An editing challenge

A few days later, I was reminded of this challenge while editing a technical CV whose author had English as a second language.

If I asked you to find the mistakes in the following Summary paragraph, what would you put down?

“I am an active master student at the University of Leeds and SPE Leeds chapter, specializing in Well Planning with a particular interest in digitalization and programming. I have a background from Bermuda where I completed my Bachelors Degree in Petroleum Engineering as a top-grade student. I am friendly, proactive and very eager to learn new things.”

I can imagine you might reply that apart from a few minor technical errors (f.ex. the ‘m’ on master should be capitalized), the writing here is okay.

Well, yes, the writing itself is okay because there are only some minor adjustments that need to be made to improve the grammar.

Q & A

Question: What if I asked you what the biggest mistake was here?

Answer: It’s the one that a huge number of job seekers make when putting their Summary together.
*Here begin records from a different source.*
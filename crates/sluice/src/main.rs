//! Sluice CLI: tenant-aware ETL jobs for columnar warehouses.

use std::path::PathBuf;
use std::process::ExitCode;
use std::sync::Arc;

use clap::{Parser, Subcommand};
use tokio::time::{Duration, Instant};
use tokio_util::sync::CancellationToken;
use tracing::{error, info, warn};

use sluice::{
    evening_dimension_refresh, init_tracing, morning_dimension_incremental,
    morning_fact_incremental, seed_load, shutdown_signal, ConfigResolver, JobDeps, JobOutcome,
    LoadMode, TableStatus,
};

/// Sluice - multi-tenant ETL engine
#[derive(Parser, Debug)]
#[command(name = "sluice")]
#[command(about = "Ingests tabular files from object storage and stream-loads them into StarRocks")]
struct Args {
    /// Path to the configuration root directory
    #[arg(short, long, default_value = "configs")]
    configs: PathBuf,

    /// Run for a single tenant (slug or UUID) instead of all enabled tenants
    #[arg(short, long)]
    tenant: Option<String>,

    /// Use the historical tree instead of incremental (backfills)
    #[arg(long)]
    historical: bool,

    #[command(subcommand)]
    command: Command,
}

#[derive(Subcommand, Debug, Clone)]
enum Command {
    /// List registered tenants in schedule-priority order
    ListTenants {
        /// Include disabled tenants
        #[arg(long)]
        all: bool,
    },
    /// Truncate and reload every declared dimension table
    EveningDimensionRefresh,
    /// Append today's partition into the dimension tables
    MorningDimensionIncremental,
    /// Append one fact table
    MorningFactIncremental {
        #[arg(long)]
        table: String,
    },
    /// Load reference CSVs from the tenant's seeds directory
    SeedLoad {
        #[arg(long)]
        table: Option<String>,
    },
    /// Create declared tables, views, and materialized views in ordinal order
    CreateSchema,
}

#[tokio::main]
async fn main() -> ExitCode {
    init_tracing();

    let args = Args::parse();
    let resolver = match ConfigResolver::new(&args.configs) {
        Ok(resolver) => Arc::new(resolver),
        Err(e) => {
            eprintln!("Failed to load configuration: {e}");
            return ExitCode::FAILURE;
        }
    };

    if let Command::ListTenants { all } = &args.command {
        for entry in resolver.list_tenants(*all) {
            println!(
                "{:>4}  {}  {}  enabled={}",
                entry.schedule_priority,
                entry.display_slug(),
                entry
                    .database_name
                    .as_deref()
                    .unwrap_or("<no database>"),
                entry.enabled
            );
        }
        return ExitCode::SUCCESS;
    }

    let cancel = CancellationToken::new();
    let signal_cancel = cancel.clone();
    tokio::spawn(async move {
        shutdown_signal().await;
        signal_cancel.cancel();
    });

    let mode = if args.historical {
        LoadMode::Historical
    } else {
        LoadMode::Incremental
    };

    let slugs: Vec<String> = match &args.tenant {
        Some(tenant) => vec![tenant.clone()],
        None => resolver
            .list_tenants(false)
            .iter()
            .filter_map(|entry| entry.tenant_slug.clone())
            .collect(),
    };

    if slugs.is_empty() {
        warn!("No enabled tenants to run");
        return ExitCode::SUCCESS;
    }

    let max_concurrent = resolver.global().max_concurrent_tenants.max(1);
    let mut results: Vec<(String, Result<JobOutcome, String>)> = Vec::new();

    if max_concurrent <= 1 {
        // Default: one tenant fully completes before the next starts.
        for slug in slugs {
            if cancel.is_cancelled() {
                break;
            }
            let result = run_tenant(&resolver, &slug, &args.command, mode, cancel.clone()).await;
            results.push((slug, result));
        }
    } else {
        let mut join_set = tokio::task::JoinSet::new();
        let semaphore = Arc::new(tokio::sync::Semaphore::new(max_concurrent));
        for slug in slugs {
            let resolver = resolver.clone();
            let cancel = cancel.clone();
            let semaphore = semaphore.clone();
            let command = args.command.clone();
            join_set.spawn(async move {
                let _permit = semaphore.acquire().await.expect("semaphore open");
                let result = run_tenant(&resolver, &slug, &command, mode, cancel).await;
                (slug, result)
            });
        }
        while let Some(joined) = join_set.join_next().await {
            match joined {
                Ok(result) => results.push(result),
                Err(e) => error!("Tenant task panicked: {e}"),
            }
        }
    }

    summarize(results)
}

/// Resolve one tenant and run the requested job against it.
async fn run_tenant(
    resolver: &ConfigResolver,
    slug: &str,
    command: &Command,
    mode: LoadMode,
    cancel: CancellationToken,
) -> Result<JobOutcome, String> {
    let ctx = resolver.resolve(slug).map_err(|e| e.to_string())?;
    let deps = JobDeps::production(&ctx);
    let deadline =
        Instant::now() + Duration::from_secs(resolver.global().tenant_timeout_secs);

    let outcome = match command {
        Command::EveningDimensionRefresh => {
            evening_dimension_refresh(&ctx, &deps, mode, cancel, Some(deadline)).await
        }
        Command::MorningDimensionIncremental => {
            morning_dimension_incremental(&ctx, &deps, mode, cancel, Some(deadline)).await
        }
        Command::MorningFactIncremental { table } => {
            morning_fact_incremental(&ctx, &deps, table, mode, cancel, Some(deadline)).await
        }
        Command::SeedLoad { table } => seed_load(&ctx, &deps, table.as_deref(), cancel).await,
        Command::CreateSchema => sluice::jobs::create_schema_objects(&ctx, &deps).await,
        Command::ListTenants { .. } => unreachable!("handled before job dispatch"),
    };

    outcome.map_err(|e| e.to_string())
}

/// Aggregate tenant outcomes into the process exit code: 0 all green,
/// 2 partial, 1 nothing landed.
fn summarize(results: Vec<(String, Result<JobOutcome, String>)>) -> ExitCode {
    let mut succeeded = 0usize;
    let mut partial = 0usize;
    let mut failed = 0usize;

    for (slug, result) in &results {
        match result {
            Ok(outcome) if outcome.is_success() => {
                succeeded += 1;
                info!(
                    tenant = %slug,
                    tables = outcome.per_table.len(),
                    rows_loaded = outcome.rows_loaded(),
                    "Job complete"
                );
            }
            Ok(outcome) => {
                if outcome.is_partial() {
                    partial += 1;
                } else {
                    failed += 1;
                }
                for (table, table_outcome) in &outcome.per_table {
                    if table_outcome.status == TableStatus::Failed {
                        warn!(
                            tenant = %slug,
                            table = %table,
                            stage = table_outcome.failed_stage.unwrap_or("unknown"),
                            error = table_outcome.error.as_deref().unwrap_or(""),
                            "Table failed"
                        );
                    }
                }
            }
            Err(e) => {
                failed += 1;
                error!(tenant = %slug, error = %e, "Job aborted");
            }
        }
    }

    if failed == 0 && partial == 0 {
        ExitCode::SUCCESS
    } else if succeeded > 0 || partial > 0 {
        ExitCode::from(2)
    } else {
        ExitCode::FAILURE
    }
}
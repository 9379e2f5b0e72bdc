//! Signal handling for graceful shutdown.

use tracing::info;

/// Wait for a shutdown signal (SIGINT, SIGTERM, or SIGQUIT on Unix).
#[cfg(unix)]
pub async fn shutdown_signal() {
    use tokio::signal::unix::{signal, SignalKind};

    let mut sigint = signal(SignalKind::interrupt()).expect("Failed to set up SIGINT handler");
    let mut sigterm = signal(SignalKind::terminate()).expect("Failed to set up SIGTERM handler");
    let mut sigquit = signal(SignalKind::quit()).expect("Failed to set up SIGQUIT handler");

    tokio::select! {
        _ = sigint.recv() => {
            info!(message = "Signal received.", signal = "SIGINT");
        }
        _ = sigterm.recv() => {
            info!(message = "Signal received.", signal = "SIGTERM");
        }
        _ = sigquit.recv() => {
            info!(message = "Signal received.", signal = "SIGQUIT");
        }
    }
}

#[cfg(not(unix))]
pub async fn shutdown_signal() {
    tokio::signal::ctrl_c()
        .await
        .expect("Failed to set up ctrl-c handler");
    info!(message = "Signal received.", signal = "ctrl-c");
}
//! Blob discovery and download (the extract stage).
//!
//! Blobs are processed sequentially within a job to keep local disk and
//! memory bounded. Downloads are atomic: bytes land in `<name>.part`,
//! are fsynced, and only then renamed, so observers never see a partial
//! file at the final name.

use std::io::{Read, Write};
use std::path::{Path, PathBuf};
use std::time::Duration;

use tokio::time::Instant;
use tokio_util::sync::CancellationToken;
use tracing::{debug, info, warn};

use crate::config::FetchSettings;
use crate::error::{DiscoveryError, DownloadError};
use sluice_core::{BlobEntry, BlobStoreRef, StorageError};

/// Provider-agnostic listing and download for one tenant's store.
pub struct BlobFetcher {
    store: BlobStoreRef,
    settings: FetchSettings,
}

/// Outcome of downloading one discovery batch.
#[derive(Debug, Default)]
pub struct DownloadBatch {
    /// Local paths of successfully downloaded files, in listing order.
    pub files: Vec<PathBuf>,
    /// Blobs that failed after retries, with their terminal error.
    pub failed: Vec<(String, DownloadError)>,
}

impl BlobFetcher {
    pub fn new(store: BlobStoreRef, settings: FetchSettings) -> Self {
        Self { store, settings }
    }

    /// List blobs under a provider-native prefix, filtered by suffix and
    /// sorted lexicographically.
    ///
    /// The prefix is the tenant-declared PascalCase segment from job
    /// metadata; it is never derived from the destination table name.
    pub async fn discover(
        &self,
        prefix: &str,
        suffix: Option<&str>,
    ) -> Result<Vec<BlobEntry>, DiscoveryError> {
        let entries = match self.store.list(prefix).await {
            Ok(entries) => entries,
            Err(err) if err.is_not_found() => {
                return Err(DiscoveryError::PrefixNotFound {
                    prefix: prefix.to_string(),
                })
            }
            Err(err) if err.is_auth() => {
                return Err(DiscoveryError::AuthFailed {
                    prefix: prefix.to_string(),
                    source: err,
                })
            }
            Err(err) => {
                return Err(DiscoveryError::ListFailed {
                    prefix: prefix.to_string(),
                    source: err,
                })
            }
        };

        let accepted: Vec<BlobEntry> = entries
            .into_iter()
            .filter(|entry| match suffix {
                Some(suffix) => entry.path.ends_with(suffix),
                None => self
                    .settings
                    .suffixes
                    .iter()
                    .any(|s| entry.path.ends_with(s)),
            })
            .collect();

        debug!(prefix, count = accepted.len(), "Discovered blobs");
        Ok(accepted)
    }

    /// Download all blobs sequentially into `dest_dir`.
    ///
    /// A per-blob failure is recorded and the batch continues unless
    /// `fail_fast` is set. Cancellation is observed between blobs.
    pub async fn download_all(
        &self,
        entries: &[BlobEntry],
        dest_dir: &Path,
        cancel: &CancellationToken,
        deadline: Option<Instant>,
    ) -> Result<DownloadBatch, DownloadError> {
        let mut batch = DownloadBatch::default();

        for (index, entry) in entries.iter().enumerate() {
            if cancel.is_cancelled() {
                debug!("Cancellation observed between blobs, stopping downloads");
                break;
            }

            match self.download(entry, dest_dir, deadline).await {
                Ok(path) => batch.files.push(path),
                Err(err) => {
                    warn!(blob = %entry.path, error = %err, "Blob download failed");
                    if self.settings.fail_fast {
                        return Err(err);
                    }
                    batch.failed.push((entry.path.clone(), err));
                }
            }

            let done = index + 1;
            if done % self.settings.progress_every.max(1) == 0 || done == entries.len() {
                info!(done, total = entries.len(), "Download progress");
            }
        }

        Ok(batch)
    }

    /// Download one blob with bounded exponential backoff on transient
    /// failures. Returns the final local path.
    pub async fn download(
        &self,
        entry: &BlobEntry,
        dest_dir: &Path,
        deadline: Option<Instant>,
    ) -> Result<PathBuf, DownloadError> {
        let mut attempt = 0;
        loop {
            attempt += 1;
            match self.download_once(entry, dest_dir, deadline).await {
                Ok(path) => return Ok(path),
                Err(err @ DownloadError::Transient { .. })
                    if attempt < self.settings.max_retries =>
                {
                    let wait = Duration::from_secs(
                        self.settings.retry_base_delay_secs * 2u64.pow(attempt - 1),
                    );
                    warn!(blob = %entry.path, attempt, wait_secs = wait.as_secs(), error = %err,
                        "Transient download failure, backing off");
                    tokio::time::sleep(wait).await;
                }
                Err(err) => return Err(err),
            }
        }
    }

    async fn download_once(
        &self,
        entry: &BlobEntry,
        dest_dir: &Path,
        deadline: Option<Instant>,
    ) -> Result<PathBuf, DownloadError> {
        let bytes = match deadline {
            Some(deadline) => tokio::time::timeout_at(deadline, self.store.get(&entry.path))
                .await
                .map_err(|_| DownloadError::Timeout {
                    path: entry.path.clone(),
                })?,
            None => self.store.get(&entry.path).await,
        }
        .map_err(|source| classify(entry, source))?;

        // Name preserved from the blob key's last segment.
        let file_name = entry
            .path
            .rsplit('/')
            .next()
            .unwrap_or(entry.path.as_str())
            .to_string();
        let gzipped = file_name.ends_with(".gz");

        // The provider size check applies to the transferred bytes; the
        // decompressed output has its own length.
        if bytes.len() as u64 != entry.size {
            return Err(DownloadError::Integrity {
                path: entry.path.clone(),
                expected: entry.size,
                actual: bytes.len() as u64,
            });
        }

        let final_name = if gzipped {
            file_name.trim_end_matches(".gz").to_string()
        } else {
            file_name
        };
        let final_path = dest_dir.join(&final_name);
        let part_path = dest_dir.join(format!("{final_name}.part"));

        let write_err = |source: std::io::Error| DownloadError::Write {
            path: part_path.display().to_string(),
            source,
        };

        let mut file = std::fs::File::create(&part_path).map_err(write_err)?;
        if gzipped {
            let mut decoder = flate2::read::GzDecoder::new(bytes.as_ref());
            let mut buf = Vec::new();
            decoder
                .read_to_end(&mut buf)
                .map_err(|source| DownloadError::Transient {
                    path: entry.path.clone(),
                    source: StorageError::Decompress {
                        path: entry.path.clone(),
                        source,
                    },
                })?;
            file.write_all(&buf).map_err(write_err)?;
        } else {
            file.write_all(&bytes).map_err(write_err)?;
        }
        file.sync_all().map_err(write_err)?;
        drop(file);

        std::fs::rename(&part_path, &final_path).map_err(write_err)?;
        debug!(blob = %entry.path, dest = %final_path.display(), "Downloaded");
        Ok(final_path)
    }
}

fn classify(entry: &BlobEntry, source: StorageError) -> DownloadError {
    if source.is_transient() {
        DownloadError::Transient {
            path: entry.path.clone(),
            source,
        }
    } else {
        DownloadError::Permanent {
            path: entry.path.clone(),
            source,
        }
    }
}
They fail to use this most important space – the one the reader sees first – to tell us 1) what they want to do 2) where they want to do it, and 3) how their skills would be a good match for the first two points.

Instead, they often state their educational/work background and follow it up with a clichéd phrase about how they see themselves, in this case ‘friendly, proactive and very eager to learn new things.’

Don’t make this mistake on your own Summary. Take the time to think through what it is you want to do at your next job and in which type of organization you’d like to do it in. Be as specific as you can. Then briefly describe why you think you’d fit in well in this new work situation.

I’m worth it

Like I’ve asked so many times before, is producing a terrific Summary easy? No.

Does it take time and effort? Yes.

Will it land you the job you both want and deserve?

Well, if not a straight yes, it will get you a whole lot closer than if you just follow the CV-writing herd – which is, now and always, a big mistake.